The Company estimates that the net proceeds from this offering will be approximately $204.0 million (or $234.6 million if the initial purchasers exercise their option to purchase additional notes in full), after deducting fees and estimated offering expenses payable by the Company.
The Company intends to use a portion of the net proceeds from this offering to pay the cost of the convertible note hedge transactions (after such cost is partially offset by the proceeds to the Company from the warrant transactions), which net cost will be approximately $15.3 million (or approximately $17.6 million if the Company enters into additional convertible note hedge transactions as a result of the initial purchasers fully exercising their option to purchase additional notes). The Company intends to use any remaining net proceeds from this offering to repay a portion of the outstanding borrowings under its $545 million revolving credit facility and for general corporate purposes.
The Company has been advised that in connection with establishing their initial hedges of the convertible note hedge and warrant transactions, the option counterparties and/or their respective affiliates expect to enter into various derivative transactions with respect to the Company’s common stock. This activity could have the effect of increasing (or reducing the size of any decrease in) the market price of the Company’s common stock and/or the notes, and could result in a higher effective conversion price for the notes. The option counterparties and/or their respective affiliates may modify their hedge positions by entering into or unwinding various derivatives with respect to the Company’s common stock and/or purchasing or selling the Company’s common stock or other securities of the Company in secondary market transactions from time to time prior to maturity of the notes (and the option counterparties and/or their respective affiliates are likely to do so during any observation period related to any conversion of the notes).
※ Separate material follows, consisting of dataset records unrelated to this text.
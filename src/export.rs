//! Delimited-text export with timestamped file names.
//!
//! Files are named `{prefix}_{YYYYMMDD_HHMMSS}.csv` and written to a `.tmp`
//! sibling first, then renamed, so an interrupted export never leaves a
//! truncated file behind.

use std::fmt;
use std::fs;
use std::io::Write;
use std::path::{Path, PathBuf};
use std::str::FromStr;

use chrono::{DateTime, Utc};
use serde::{Deserialize, Serialize};
use tracing::{info, warn};

use crate::error::{ExtractError, Result};
use crate::models::Table;

pub const TIMESTAMP_FORMAT: &str = "%Y%m%d_%H%M%S";

// ---------------------------------------------------------------------------
// Delimiter
// ---------------------------------------------------------------------------

#[derive(Debug, Clone, Copy, Default, PartialEq, Eq, Serialize, Deserialize)]
#[serde(rename_all = "lowercase")]
pub enum Delimiter {
    #[default]
    Comma,
    Semicolon,
    Tab,
    Pipe,
}

impl Delimiter {
    pub fn as_byte(&self) -> u8 {
        match self {
            Delimiter::Comma => b',',
            Delimiter::Semicolon => b';',
            Delimiter::Tab => b'\t',
            Delimiter::Pipe => b'|',
        }
    }
}

impl FromStr for Delimiter {
    type Err = ExtractError;

    fn from_str(s: &str) -> Result<Self> {
        match s {
            "," | "comma" => Ok(Delimiter::Comma),
            ";" | "semicolon" => Ok(Delimiter::Semicolon),
            "\t" | "\\t" | "tab" => Ok(Delimiter::Tab),
            "|" | "pipe" => Ok(Delimiter::Pipe),
            other => Err(ExtractError::Configuration(format!(
                "csv delimiter must be one of: comma (,), semicolon (;), tab, or pipe (|), got '{}'",
                other.escape_debug()
            ))),
        }
    }
}

impl fmt::Display for Delimiter {
    fn fmt(&self, f: &mut fmt::Formatter<'_>) -> fmt::Result {
        f.write_str(match self {
            Delimiter::Comma => ",",
            Delimiter::Semicolon => ";",
            Delimiter::Tab => "\\t",
            Delimiter::Pipe => "|",
        })
    }
}

// ---------------------------------------------------------------------------
// Exporter
// ---------------------------------------------------------------------------

/// Writes [`Table`]s as delimited text files under one output directory.
#[derive(Debug, Clone)]
pub struct Exporter {
    output_dir: PathBuf,
    delimiter: Delimiter,
}

impl Exporter {
    pub fn new<P: AsRef<Path>>(output_dir: P, delimiter: Delimiter) -> Self {
        Self {
            output_dir: output_dir.as_ref().to_path_buf(),
            delimiter,
        }
    }

    pub fn output_dir(&self) -> &Path {
        &self.output_dir
    }

    pub fn delimiter(&self) -> Delimiter {
        self.delimiter
    }

    /// Export `table`, stamping the file name with the current UTC time.
    pub fn export<T: Table + ?Sized>(&self, table: &T, prefix: &str) -> Result<PathBuf> {
        self.export_at(table, prefix, Utc::now())
    }

    /// Export `table` using an explicit timestamp for the file name.
    ///
    /// Creates the output directory if needed. Returns the path written.
    pub fn export_at<T: Table + ?Sized>(
        &self,
        table: &T,
        prefix: &str,
        timestamp: DateTime<Utc>,
    ) -> Result<PathBuf> {
        let path = self.output_dir.join(file_name(prefix, timestamp));
        let export_err = |cause: String| ExtractError::Export {
            path: path.clone(),
            cause,
        };

        fs::create_dir_all(&self.output_dir).map_err(|e| export_err(e.to_string()))?;

        if table.is_empty() {
            warn!(path = %path.display(), "no rows to export, writing header only");
        }

        let tmp_path = path.with_extension("csv.tmp");
        let result = (|| -> Result<()> {
            let file = fs::File::create(&tmp_path)?;
            write_table(file, table, self.delimiter)?;
            fs::rename(&tmp_path, &path)?;
            Ok(())
        })();

        if let Err(e) = result {
            let _ = fs::remove_file(&tmp_path);
            return Err(export_err(e.to_string()));
        }

        info!(rows = table.rows().len(), path = %path.display(), "exported");
        Ok(path)
    }
}

/// `{prefix}_{YYYYMMDD_HHMMSS}.csv`
pub fn file_name(prefix: &str, timestamp: DateTime<Utc>) -> String {
    format!("{}_{}.csv", prefix, timestamp.format(TIMESTAMP_FORMAT))
}

/// Write the header and rows of `table` to `writer`.
///
/// Fields containing the delimiter, quotes or line breaks are quoted; records
/// end with `\n`.
pub fn write_table<W: Write, T: Table + ?Sized>(
    writer: W,
    table: &T,
    delimiter: Delimiter,
) -> Result<()> {
    let mut wtr = csv::WriterBuilder::new()
        .delimiter(delimiter.as_byte())
        .terminator(csv::Terminator::Any(b'\n'))
        .from_writer(writer);
    wtr.write_record(table.header())?;
    for row in table.rows() {
        wtr.write_record(row)?;
    }
    wtr.flush()?;
    Ok(())
}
The potential effect, if any, of these transactions and activities on the market price of the Company’s common stock or the notes will depend in part on market conditions and cannot be ascertained at this time, but any of these activities could adversely affect the value of the Company’s common stock, which could affect the ability to convert the notes, the value of the notes and the amount of cash, if any, and the number of and value of the shares of the Company’s common stock, if any, holders would receive upon conversion of the notes.
The offer and sale of the notes are not being registered under the Securities Act, or the securities laws of any other jurisdiction. The notes may not be offered or sold in the United States except in transactions exempt from, or not subject to, the registration requirements of the Securities Act and any applicable state securities laws.
This press release does not constitute an offer to sell or a solicitation of an offer to buy the securities described herein, nor shall there be any sale of these securities in any state or jurisdiction in which such offer, solicitation or sale would be unlawful prior to registration or qualification under the securities laws of such jurisdiction. Any offers of the notes will be made only by means of a private offering circular. The notes being offered have not been approved or disapproved by any regulatory authority, nor has any such authority passed upon the accuracy or adequacy of the applicable private offering circular.